Windows 7 Black Screen of Death? (It's not as bad as it sounds)
Well, maybe it's not as bad as it sounds, but it's still not so good. As you're probably aware, over the last week or so Windows users of all stripes (not just Windows 7 users, as it turns out) have been complaining of a plain black screen that appears upon login -- at which point the systems lock up, and... that's it. Aside from some users getting an additional My Computer window (lucky devils) the system grinds to a halt. According to a Microsoft email that's making the rounds, the company is "investigating reports that its latest release of security updates is resulting in system issues for some customers." Until that time, what's a poor PC user to do?
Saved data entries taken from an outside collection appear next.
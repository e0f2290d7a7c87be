//! Cloud service-discovery pool member blocks

use adcform_core::resource::{Resource, Value};
use serde_json::json;
use thiserror::Error;

use crate::as3::Fragment;

#[derive(Debug, Error)]
pub enum DiscoveryError {
    #[error("unknown address discovery '{0}' (expected aws, azure, gce or consul)")]
    UnknownProvider(String),

    #[error("{provider} discovery requires '{attribute}'")]
    Missing {
        provider: &'static str,
        attribute: &'static str,
    },
}

/// One provider-specific option: (attribute, AS3 property, required)
type DiscoveryOption = (&'static str, &'static str, bool);

const AWS: &[DiscoveryOption] = &[
    ("region", "region", true),
    ("tag_key", "tagKey", true),
    ("tag_value", "tagValue", true),
    ("address_realm", "addressRealm", false),
    ("role_arn", "roleARN", false),
    ("access_key_id", "accessKeyId", false),
    ("secret_access_key", "secretAccessKey", false),
];

const AZURE: &[DiscoveryOption] = &[
    ("resource_group", "resourceGroup", true),
    ("subscription_id", "subscriptionId", true),
    ("resource_type", "resourceType", false),
    ("resource_id", "resourceId", false),
    ("tag_key", "tagKey", false),
    ("tag_value", "tagValue", false),
    ("directory_id", "directoryId", false),
    ("application_id", "applicationId", false),
    ("api_access_key", "apiAccessKey", false),
    ("address_realm", "addressRealm", false),
];

const GCE: &[DiscoveryOption] = &[
    ("region", "region", true),
    ("tag_key", "tagKey", true),
    ("tag_value", "tagValue", true),
    ("project_id", "projectId", false),
    ("encoded_credentials", "encodedCredentials", false),
    ("address_realm", "addressRealm", false),
];

const CONSUL: &[DiscoveryOption] = &[
    ("uri", "uri", true),
    ("encoded_token", "encodedToken", false),
    ("reject_unauthorized", "rejectUnauthorized", false),
    ("address_realm", "addressRealm", false),
];

fn options_for(provider: &str) -> Option<(&'static str, &'static [DiscoveryOption])> {
    match provider {
        "aws" => Some(("aws", AWS)),
        "azure" => Some(("azure", AZURE)),
        "gce" => Some(("gce", GCE)),
        "consul" => Some(("consul", CONSUL)),
        _ => None,
    }
}

/// Build the member block for `resource.address_discovery`
pub fn build(resource: &Resource) -> Result<Fragment, DiscoveryError> {
    let requested = resource.get_str("address_discovery").unwrap_or("");
    let (provider, options) = options_for(requested)
        .ok_or_else(|| DiscoveryError::UnknownProvider(requested.to_string()))?;

    let service_port = resource
        .get_int("service_port")
        .ok_or(DiscoveryError::Missing {
            provider,
            attribute: "service_port",
        })?;

    let mut block = Fragment::new();
    block.insert("addressDiscovery".to_string(), json!(provider));
    block.insert("servicePort".to_string(), json!(service_port));
    block.insert(
        "updateInterval".to_string(),
        json!(resource.get_int("update_interval").unwrap_or(60)),
    );

    for &(attribute, property, required) in options {
        match resource.attributes.get(attribute) {
            Some(value @ (Value::String(_) | Value::Bool(_) | Value::Int(_))) => {
                if let Some(json) = value.to_json() {
                    block.insert(property.to_string(), json);
                }
            }
            _ if required => {
                return Err(DiscoveryError::Missing {
                    provider,
                    attribute,
                });
            }
            _ => {}
        }
    }
    Ok(block)
}

#[cfg(test)]
mod tests {
    use super::*;

    fn s(v: &str) -> Value {
        Value::String(v.to_string())
    }

    #[test]
    fn aws_block() {
        let resource = Resource::new("service_discovery", "web")
            .with_attribute("address_discovery", s("aws"))
            .with_attribute("service_port", Value::Int(8080))
            .with_attribute("region", s("us-west-2"))
            .with_attribute("tag_key", s("app"))
            .with_attribute("tag_value", s("web"));

        let block = build(&resource).unwrap();

        assert_eq!(
            serde_json::Value::Object(block),
            json!({
                "addressDiscovery": "aws",
                "servicePort": 8080,
                "updateInterval": 60,
                "region": "us-west-2",
                "tagKey": "app",
                "tagValue": "web"
            })
        );
    }

    #[test]
    fn consul_requires_uri() {
        let resource = Resource::new("service_discovery", "svc")
            .with_attribute("address_discovery", s("consul"))
            .with_attribute("service_port", Value::Int(80));

        let err = build(&resource).unwrap_err();
        assert!(matches!(
            err,
            DiscoveryError::Missing {
                provider: "consul",
                attribute: "uri"
            }
        ));
    }

    #[test]
    fn unknown_provider_is_rejected() {
        let resource = Resource::new("service_discovery", "svc")
            .with_attribute("address_discovery", s("openstack"))
            .with_attribute("service_port", Value::Int(80));

        assert!(matches!(
            build(&resource),
            Err(DiscoveryError::UnknownProvider(p)) if p == "openstack"
        ));
    }
}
Prevx, a UK developer of anti-malware software, has surmised that a recent Windows security patch changed Access Control List (ACL) entries in the registry, preventing some software from running properly and prompting Engadget to whip up a Bergman-inspired graphic. If your machine should find itself afflicted, Prevx has put together a fix that it claims will do the trick. Keep in mind that we don't know these guys, so don't blame us if it blows up your computer -- or gives you the Bubonic plague. We'll let you know when we hear back from Microsoft on this one. Good luck! Update: Microsoft says this isn't its fault, and that it's likely some nasty malware to blame.